ABOUT THIS EXERCISE.
Repeat word for word every line of the data below, from the first through the line containing "tmp.as_file_mut().flush()?;", and stop there.

*** Opening of SUPPLIED MATERIAL ***

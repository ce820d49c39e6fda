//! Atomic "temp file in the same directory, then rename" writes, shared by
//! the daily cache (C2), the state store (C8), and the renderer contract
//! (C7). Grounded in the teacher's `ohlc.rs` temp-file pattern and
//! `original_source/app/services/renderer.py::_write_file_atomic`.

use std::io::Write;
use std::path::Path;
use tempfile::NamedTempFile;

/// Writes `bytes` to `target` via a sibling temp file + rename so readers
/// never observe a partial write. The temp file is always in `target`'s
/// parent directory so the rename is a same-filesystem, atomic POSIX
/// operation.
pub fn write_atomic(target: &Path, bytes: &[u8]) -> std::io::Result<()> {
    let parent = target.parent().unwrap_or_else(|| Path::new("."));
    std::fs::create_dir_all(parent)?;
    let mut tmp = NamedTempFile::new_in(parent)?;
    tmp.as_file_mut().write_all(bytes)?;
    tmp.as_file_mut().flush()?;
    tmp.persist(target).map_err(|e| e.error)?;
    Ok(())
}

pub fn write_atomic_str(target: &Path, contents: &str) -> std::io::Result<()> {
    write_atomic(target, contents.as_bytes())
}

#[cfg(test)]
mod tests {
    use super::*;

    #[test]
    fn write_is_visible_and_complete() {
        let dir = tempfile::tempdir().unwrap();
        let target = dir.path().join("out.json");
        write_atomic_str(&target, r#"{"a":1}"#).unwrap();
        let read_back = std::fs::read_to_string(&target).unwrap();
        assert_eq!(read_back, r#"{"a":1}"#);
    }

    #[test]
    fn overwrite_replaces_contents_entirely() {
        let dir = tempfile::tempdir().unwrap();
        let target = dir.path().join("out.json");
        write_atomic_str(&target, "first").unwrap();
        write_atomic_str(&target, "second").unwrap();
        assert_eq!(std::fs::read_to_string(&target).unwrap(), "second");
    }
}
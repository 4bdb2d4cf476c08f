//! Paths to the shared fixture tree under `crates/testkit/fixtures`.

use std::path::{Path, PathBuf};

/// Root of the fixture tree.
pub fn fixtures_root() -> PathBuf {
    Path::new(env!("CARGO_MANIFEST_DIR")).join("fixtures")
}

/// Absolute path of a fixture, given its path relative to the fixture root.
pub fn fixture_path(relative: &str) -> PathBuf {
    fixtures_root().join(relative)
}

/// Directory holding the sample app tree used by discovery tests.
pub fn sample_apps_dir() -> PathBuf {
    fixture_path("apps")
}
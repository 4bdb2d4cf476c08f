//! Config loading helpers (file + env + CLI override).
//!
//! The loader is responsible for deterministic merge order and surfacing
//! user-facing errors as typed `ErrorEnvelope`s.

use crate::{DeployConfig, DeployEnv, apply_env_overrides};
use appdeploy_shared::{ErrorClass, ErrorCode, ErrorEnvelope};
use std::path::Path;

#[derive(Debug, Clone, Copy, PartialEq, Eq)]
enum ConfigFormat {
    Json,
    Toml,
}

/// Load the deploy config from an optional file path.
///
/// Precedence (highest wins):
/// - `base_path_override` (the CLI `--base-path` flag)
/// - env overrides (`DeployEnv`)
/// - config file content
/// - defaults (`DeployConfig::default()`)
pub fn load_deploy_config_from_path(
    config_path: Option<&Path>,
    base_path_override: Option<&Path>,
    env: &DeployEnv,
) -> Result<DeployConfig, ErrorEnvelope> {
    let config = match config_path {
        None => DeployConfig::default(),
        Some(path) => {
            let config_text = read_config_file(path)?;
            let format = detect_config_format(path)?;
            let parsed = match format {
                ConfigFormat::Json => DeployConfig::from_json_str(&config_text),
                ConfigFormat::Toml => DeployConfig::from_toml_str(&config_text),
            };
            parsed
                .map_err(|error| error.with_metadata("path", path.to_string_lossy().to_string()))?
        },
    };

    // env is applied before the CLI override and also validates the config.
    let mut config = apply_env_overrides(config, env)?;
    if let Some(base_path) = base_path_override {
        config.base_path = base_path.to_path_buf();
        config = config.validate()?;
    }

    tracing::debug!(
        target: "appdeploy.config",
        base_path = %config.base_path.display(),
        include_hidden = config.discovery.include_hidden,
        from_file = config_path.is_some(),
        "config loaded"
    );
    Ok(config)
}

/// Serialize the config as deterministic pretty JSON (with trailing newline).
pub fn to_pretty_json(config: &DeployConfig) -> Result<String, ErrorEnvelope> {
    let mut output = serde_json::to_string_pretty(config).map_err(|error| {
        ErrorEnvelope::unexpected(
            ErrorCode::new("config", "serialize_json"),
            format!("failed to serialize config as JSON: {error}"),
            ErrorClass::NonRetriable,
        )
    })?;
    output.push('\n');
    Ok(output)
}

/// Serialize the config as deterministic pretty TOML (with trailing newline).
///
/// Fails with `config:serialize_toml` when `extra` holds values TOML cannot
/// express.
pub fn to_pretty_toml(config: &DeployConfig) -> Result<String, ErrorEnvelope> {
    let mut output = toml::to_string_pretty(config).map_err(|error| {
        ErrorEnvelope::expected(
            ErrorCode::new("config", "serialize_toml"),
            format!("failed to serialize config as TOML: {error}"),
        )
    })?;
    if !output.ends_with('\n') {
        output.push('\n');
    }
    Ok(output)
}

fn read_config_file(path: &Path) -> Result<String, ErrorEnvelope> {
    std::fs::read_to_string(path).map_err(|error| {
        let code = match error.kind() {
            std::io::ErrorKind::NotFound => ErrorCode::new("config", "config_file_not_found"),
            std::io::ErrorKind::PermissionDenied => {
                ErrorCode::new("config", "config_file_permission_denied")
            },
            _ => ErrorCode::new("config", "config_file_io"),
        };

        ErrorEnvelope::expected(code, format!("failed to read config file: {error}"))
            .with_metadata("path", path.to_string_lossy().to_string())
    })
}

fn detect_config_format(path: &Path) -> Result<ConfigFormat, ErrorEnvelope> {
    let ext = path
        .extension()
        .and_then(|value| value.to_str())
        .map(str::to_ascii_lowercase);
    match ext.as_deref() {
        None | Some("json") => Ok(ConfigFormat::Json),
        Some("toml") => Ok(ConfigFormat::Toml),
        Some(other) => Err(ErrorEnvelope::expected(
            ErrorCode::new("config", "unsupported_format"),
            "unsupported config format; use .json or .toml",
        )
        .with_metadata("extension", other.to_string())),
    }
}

*** Close of SUPPLIED MATERIAL ***

ANSWER FOR THE TASK.
repository ce820d49c39e6fda
//! Atomic "temp file in the same directory, then rename" writes, shared by
//! the daily cache (C2), the state store (C8), and the renderer contract
//! (C7). Grounded in the teacher's `ohlc.rs` temp-file pattern and
//! `original_source/app/services/renderer.py::_write_file_atomic`.

use std::io::Write;
use std::path::Path;
use tempfile::NamedTempFile;

/// Writes `bytes` to `target` via a sibling temp file + rename so readers
/// never observe a partial write. The temp file is always in `target`'s
/// parent directory so the rename is a same-filesystem, atomic POSIX
/// operation.
pub fn write_atomic(target: &Path, bytes: &[u8]) -> std::io::Result<()> {
    let parent = target.parent().unwrap_or_else(|| Path::new("."));
    std::fs::create_dir_all(parent)?;
    let mut tmp = NamedTempFile::new_in(parent)?;
    tmp.as_file_mut().write_all(bytes)?;
    tmp.as_file_mut().flush()?;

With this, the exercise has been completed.